Jangan lupa vote dan komentarnya ya:)
1000+vote dan komentar untuk Bab selanjutnya.
NAH GITU DONG KOMENNYA PADA NGEGAS. KAN AKU JADI MAKIN SAYANG SAMA KALYEAN :)
***
"Ira, maaf."
Suara Alden sambil mengetuk pintu kamar mandi tak digubris oleh Ira sama sekali. Ira hanya duduk di atas closet duduk dengan kedua mata yang memandangi daun pintu kamar mandi. Alden masih di sana, masih mengetuk pintu dengan pelan seraya terus meminta maaf.
"Tadi aku kelepasan, Ra. Aku lagi capek-capeknya, makanya tadi bentak kamu." Alden meraih kenop pintu dan mencoba membukanya dengan paksa karena Ira kunci dari dalam. "Aku minta maaf."

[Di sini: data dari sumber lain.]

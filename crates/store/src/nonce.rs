//! Nonce 存储
//!
//! 记录已使用的 `(server_url, timestamp, salt)`，每个组合只接受一次，用于防止
//! provider 响应被重放。时间戳与当前时间相差超过 skew 的 nonce 一律拒绝，
//! 因此超出窗口的记录可以安全清理。负数时间戳同样视为超出窗口。

use std::sync::Arc;

use tracing::{debug, info, warn};

use crate::clock::Clock;
use crate::error::StoreResult;
use crate::key::nonce_key;
use crate::storage::{KeyedRecordStore, Update};
use crate::types::Records;

/// Nonce 存储
#[derive(Debug, Clone)]
pub struct NonceStore {
    records: Arc<KeyedRecordStore>,
    clock: Arc<dyn Clock>,
    option: String,
    skew: i64,
}

impl NonceStore {
    /// # Arguments
    /// * `skew` - 允许的最大时钟偏差（秒）
    pub fn new(
        records: Arc<KeyedRecordStore>,
        clock: Arc<dyn Clock>,
        option: impl Into<String>,
        skew: i64,
    ) -> Self {
        Self {
            records,
            clock,
            option: option.into(),
            skew,
        }
    }

    pub fn skew(&self) -> i64 {
        self.skew
    }

    fn is_fresh(&self, timestamp: i64, now: i64) -> bool {
        timestamp >= 0
            && u64::try_from(self.skew).is_ok_and(|skew| timestamp.abs_diff(now) <= skew)
    }

    /// 使用 nonce
    ///
    /// # Returns
    /// * `Ok(true)` - 首次使用，已记录
    /// * `Ok(false)` - 超出时间窗口或已被使用（重放）
    pub async fn use_nonce(
        &self,
        server_url: &str,
        timestamp: i64,
        salt: &str,
    ) -> StoreResult<bool> {
        let now = self.clock.now();
        if !self.is_fresh(timestamp, now) {
            debug!(
                "Rejecting nonce outside skew window: timestamp={}, now={}, skew={}",
                timestamp, now, self.skew
            );
            return Ok(false);
        }

        let key = nonce_key(server_url, timestamp, salt)?;
        let value = timestamp.to_string();

        let accepted = self
            .records
            .update(&self.option, |records| {
                if records.contains_key(&key) {
                    Update::Skip(false)
                } else {
                    records.insert(key.clone(), value.clone());
                    Update::Commit(true)
                }
            })
            .await?;

        if !accepted {
            debug!("Nonce replay detected for {} at {}", server_url, timestamp);
        }
        Ok(accepted)
    }

    /// 清理超出时间窗口的 nonce
    ///
    /// # Returns
    /// 被清理的数量
    pub async fn cleanup_expired(&self) -> StoreResult<usize> {
        let now = self.clock.now();

        let removed = self
            .records
            .update(&self.option, |records| {
                let before = records.len();
                records.retain(|key, value| match value.parse::<i64>() {
                    Ok(timestamp) => self.is_fresh(timestamp, now),
                    Err(e) => {
                        warn!("Dropping unreadable nonce {}: {}", key, e);
                        false
                    }
                });

                match before - records.len() {
                    0 => Update::Skip(0),
                    n => Update::Commit(n),
                }
            })
            .await?;

        if removed > 0 {
            info!("Cleaned up {} expired nonces", removed);
        }
        Ok(removed)
    }

    /// 清空所有 nonce
    pub async fn reset(&self) -> StoreResult<()> {
        self.records.replace(&self.option, Records::new()).await?;
        info!("All nonces cleared");
        Ok(())
    }

    /// 当前保存的 nonce 数量
    pub async fn count(&self) -> StoreResult<usize> {
        Ok(self.records.read_fresh(&self.option).await?.records.len())
    }
}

Ira terdiam. Mengembuskan napas panjang seraya mengusap dadanya dengan lembut. Rasanya begitu sesak dan menyakitkan jika harus membayangkan bagaimana raut wajah Alden saat membentaknya tadi. Padahal, Ira meminta Alden secara baik-baik untuk mengantarnya ke dokter. Namun, reaksi dari pria itulah yang membuat Ira langsung saja pergi ke kamar mandi dan menguncinya rapat-rapat.

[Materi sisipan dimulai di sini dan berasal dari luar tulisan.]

//! 运维程序配置
//!
//! 配置文件使用 TOML 格式。`[store]` 直接映射到 `liberatid_store::StoreConfig`，
//! 其余部分控制定时清理与日志输出。

use liberatid_store::StoreConfig;
use serde::{Deserialize, Serialize};

/// liberatid 主配置结构体
#[derive(Debug, Serialize, Deserialize, Clone)]
pub struct LiberatidConfig {
    /// 实例名称，仅用于日志
    #[serde(default = "default_name")]
    pub name: String,

    /// 运行环境标识
    ///
    /// 可选值："dev", "prod", "test"
    #[serde(default = "default_env")]
    pub env: String,

    /// association / nonce 存储配置
    #[serde(default)]
    pub store: StoreConfig,

    /// 定时清理配置
    #[serde(default)]
    pub cleanup: CleanupConfig,

    /// 可观测性配置
    #[serde(default)]
    pub observability: ObservabilityConfig,
}

/// 定时清理配置
#[derive(Debug, Serialize, Deserialize, Clone)]
pub struct CleanupConfig {
    /// 两次清理之间的间隔（秒），默认每小时一次
    #[serde(default = "default_interval_secs")]
    pub interval_secs: u64,

    /// 启动时是否立即执行一次清理
    #[serde(default = "default_run_on_start")]
    pub run_on_start: bool,
}

/// 可观测性配置
#[derive(Debug, Serialize, Deserialize, Clone)]
pub struct ObservabilityConfig {
    /// 过滤级别
    ///
    /// 支持 EnvFilter 语法（如 "info,sqlx=warn"）。`RUST_LOG` 优先。
    #[serde(default = "default_filter_level")]
    pub filter_level: String,

    #[serde(default)]
    pub log: LogConfig,
}

/// 日志配置
#[derive(Debug, Serialize, Deserialize, Clone)]
pub struct LogConfig {
    /// 日志输出目标
    ///
    /// - "console": 仅输出到控制台（默认）
    /// - "file": 输出到文件
    #[serde(default = "default_log_output")]
    pub output: String,

    /// 当 output = "file" 时按天轮转
    #[serde(default)]
    pub rotate: bool,

    /// 日志目录
    #[serde(default = "default_log_path")]
    pub path: String,
}

impl Default for LiberatidConfig {
    fn default() -> Self {
        Self {
            name: default_name(),
            env: default_env(),
            store: StoreConfig::default(),
            cleanup: CleanupConfig::default(),
            observability: ObservabilityConfig::default(),
        }
    }
}

impl Default for CleanupConfig {
    fn default() -> Self {
        Self {
            interval_secs: default_interval_secs(),
            run_on_start: default_run_on_start(),
        }
    }
}

impl Default for ObservabilityConfig {
    fn default() -> Self {
        Self {
            filter_level: default_filter_level(),
            log: LogConfig::default(),
        }
    }
}

impl Default for LogConfig {
    fn default() -> Self {
        Self {
            output: default_log_output(),
            rotate: false,
            path: default_log_path(),
        }
    }
}

fn default_name() -> String {
    "liberatid".to_string()
}

fn default_env() -> String {
    "dev".to_string()
}

fn default_interval_secs() -> u64 {
    3600
}

fn default_run_on_start() -> bool {
    true
}

fn default_log_output() -> String {
    "console".to_string()
}

fn default_log_path() -> String {
    "logs/".to_string()
}

fn default_filter_level() -> String {
    "info".to_string()
}

impl LiberatidConfig {
    /// 从文件加载配置
    pub fn from_file<P: AsRef<std::path::Path>>(
        path: P,
    ) -> Result<Self, Box<dyn std::error::Error>> {
        let path_ref = path.as_ref();

        if !path_ref.exists() {
            return Err(format!("Configuration file does not exist: {path_ref:?}").into());
        }

        if !path_ref.is_file() {
            return Err(format!("Path is not a valid file: {path_ref:?}").into());
        }

        let content = std::fs::read_to_string(path_ref)?;
        let config: LiberatidConfig = toml::from_str(&content)?;

        Ok(config)
    }

    /// 从 TOML 字符串加载配置
    pub fn from_toml(content: &str) -> Result<Self, toml::de::Error> {
        toml::from_str(content)
    }

    /// 将配置序列化为 TOML 字符串
    pub fn to_toml(&self) -> Result<String, toml::ser::Error> {
        toml::to_string(self)
    }

    /// 验证配置有效性
    ///
    /// 以 "Warning:" 开头的条目不阻止启动
    pub fn validate(&self) -> Result<(), Vec<String>> {
        let mut errors = Vec::new();

        if self.name.trim().is_empty() {
            errors.push("Instance name cannot be empty".to_string());
        }

        if !["dev", "prod", "test"].contains(&self.env.as_str()) {
            errors.push(format!(
                "Invalid environment '{}', must be one of: dev, prod, test",
                self.env
            ));
        }

        if self.cleanup.interval_secs == 0 {
            errors.push("cleanup.interval_secs must be greater than 0".to_string());
        }

        let main_level = self
            .observability
            .filter_level
            .split(',')
            .next()
            .unwrap_or("")
            .trim();
        if !["trace", "debug", "info", "warn", "error"].contains(&main_level) {
            errors.push(format!(
                "Invalid filter level '{}', must start with one of: trace, debug, info, warn, error",
                self.observability.filter_level
            ));
        }

        if !["console", "file"].contains(&self.observability.log.output.as_str()) {
            errors.push(format!(
                "Invalid log output '{}' (observability.log.output), must be 'console' or 'file'",
                self.observability.log.output
            ));
        }

        if let Err(store_errors) = self.store.validate() {
            errors.extend(store_errors.into_iter().map(|e| format!("store: {e}")));
        }

        if self.env == "prod"
            && self.store.storage.backend == liberatid_store::StorageBackend::Memory
        {
            errors.push(
                "Warning: memory backend in prod loses all associations and nonces on restart"
                    .to_string(),
            );
        }

        if errors.is_empty() {
            Ok(())
        } else {
            Err(errors)
        }
    }
}

#[cfg(test)]
mod tests {
    use super::*;
    use liberatid_store::StorageBackend;

    #[test]
    fn test_default_config() {
        let config = LiberatidConfig::default();
        assert_eq!(config.env, "dev");
        assert_eq!(config.cleanup.interval_secs, 3600);
        assert_eq!(config.store.storage.backend, StorageBackend::Sqlite);
        assert!(config.validate().is_ok());
    }

    #[test]
    fn test_from_toml() {
        let config = LiberatidConfig::from_toml(
            r#"
            name = "blog-openid"
            env = "prod"

            [store]
            nonce_skew_secs = 600

            [store.storage]
            backend = "sqlite"

            [store.storage.sqlite]
            path = "/var/lib/liberatid/store.db"

            [cleanup]
            interval_secs = 900
            run_on_start = false

            [observability]
            filter_level = "debug,sqlx=warn"

            [observability.log]
            output = "file"
            rotate = true
            path = "/var/log/liberatid/"
            "#,
        )
        .unwrap();

        assert_eq!(config.name, "blog-openid");
        assert_eq!(config.store.nonce_skew_secs, 600);
        assert_eq!(
            config.store.storage.sqlite.as_ref().map(|s| s.path.as_str()),
            Some("/var/lib/liberatid/store.db")
        );
        assert_eq!(config.cleanup.interval_secs, 900);
        assert!(!config.cleanup.run_on_start);
        assert!(config.observability.log.rotate);
        assert!(config.validate().is_ok());
    }

    #[test]
    fn test_to_toml_and_back() {
        let config = LiberatidConfig::default();
        let parsed = LiberatidConfig::from_toml(&config.to_toml().unwrap()).unwrap();
        assert_eq!(parsed.name, config.name);
        assert_eq!(parsed.store.nonces_option, config.store.nonces_option);
    }

    #[test]
    fn test_validate_collects_errors() {
        let mut config = LiberatidConfig::default();
        config.env = "staging".to_string();
        config.cleanup.interval_secs = 0;
        config.observability.filter_level = "loud".to_string();
        config.store.nonce_skew_secs = 0;

        let errors = config.validate().unwrap_err();
        assert_eq!(errors.len(), 4);
        assert!(errors.iter().any(|e| e.starts_with("store: ")));
    }

    #[test]
    fn test_memory_backend_in_prod_is_only_a_warning() {
        let mut config = LiberatidConfig::default();
        config.env = "prod".to_string();
        config.store = StoreConfig::in_memory();

        let errors = config.validate().unwrap_err();
        assert!(errors.iter().all(|e| e.starts_with("Warning:")));
    }
}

Ira masih merasa jika itu bukanlah Alden yang dikenalnya. Alden terlihat berbeda dengan amarah yang meluap-luap. Rasanya aneh, karena ini yang pertama bagi Ira melihat Alden semarah itu. Sekaligus membuat Ira...ketakutan.
Sebenarnya, apa yang membuat Alden begitu marah besar dan menganggap Ira egois? Apakah permintaan Ira agar Alden mengantarnya ke dokter kandungan itu salah?

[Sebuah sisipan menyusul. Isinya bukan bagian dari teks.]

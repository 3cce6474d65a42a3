//! 记录存储后端抽象接口
//!
//! 后端只负责“命名 blob”的整体读写：每个 blob 是一份 key -> value 映射，
//! 连同一个单调递增的版本号一起保存。读改写的原子性由
//! `compare_and_swap` 保证，上层据此实现无丢失更新的写入。

use crate::error::StoreResult;
use crate::types::{Records, Snapshot};
use async_trait::async_trait;

/// 记录存储后端抽象接口
///
/// 所有存储后端（内存, SQLite, Redis）都需要实现此 trait
#[async_trait]
pub trait RecordBackend: Send + Sync {
    /// 初始化存储后端
    ///
    /// 执行必要的初始化操作，如创建表等
    async fn init(&self) -> StoreResult<()>;

    /// 读取整个 blob
    ///
    /// # Returns
    /// * 不存在时返回空映射与版本 0
    async fn load(&self, name: &str) -> StoreResult<Snapshot>;

    /// 仅当当前版本等于 `expected_version` 时写入新内容
    ///
    /// # Arguments
    /// * `name` - blob 名称
    /// * `expected_version` - 读取时的版本，0 表示期望 blob 尚不存在
    /// * `records` - 新内容
    ///
    /// # Returns
    /// * `Ok(true)` - 写入成功，版本变为 `expected_version + 1`
    /// * `Ok(false)` - 版本已被其他写者修改，未写入
    async fn compare_and_swap(
        &self,
        name: &str,
        expected_version: u64,
        records: &Records,
    ) -> StoreResult<bool>;

    /// 无条件覆盖整个 blob，版本号递增
    async fn overwrite(&self, name: &str, records: &Records) -> StoreResult<()>;
}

"Ra, buka dulu pintunya. Kita bicarain baik-baik," ucap Alden sekali lagi sambil terus berusaha membuka pintu kamar mandi.
Sejak tadi berada di kamar mandi, Ira menahan sekuat tenaga untuk tidak menangis. Tetapi, rasanya begitu sakit dan semakin menyesakkan kala mengingat ucapan Alden yang seakan-akan anaknya tidak penting sama sekali. Dada Ira semakin sesak, hatinya begitu sakit, dan pada akhirnya juga Ira menangis. Membekam mulutnya dengan kedua tangan Agar Alden tidak mendengarnya menangis. Bahkan, wanita itu juga menyalakan keran air untuk menyembunyikan suara tangisnya.
"Ra, buka dulu," perintah Alden untuk kesekian kalinya. "Kamu jangan egois kayak gini. Kita bicarain lagi baik-baik."
Wanita itu tidak membalasnya. Berusaha untuk menghentikan isak tangisnya yang sama sekali tidak berhasil.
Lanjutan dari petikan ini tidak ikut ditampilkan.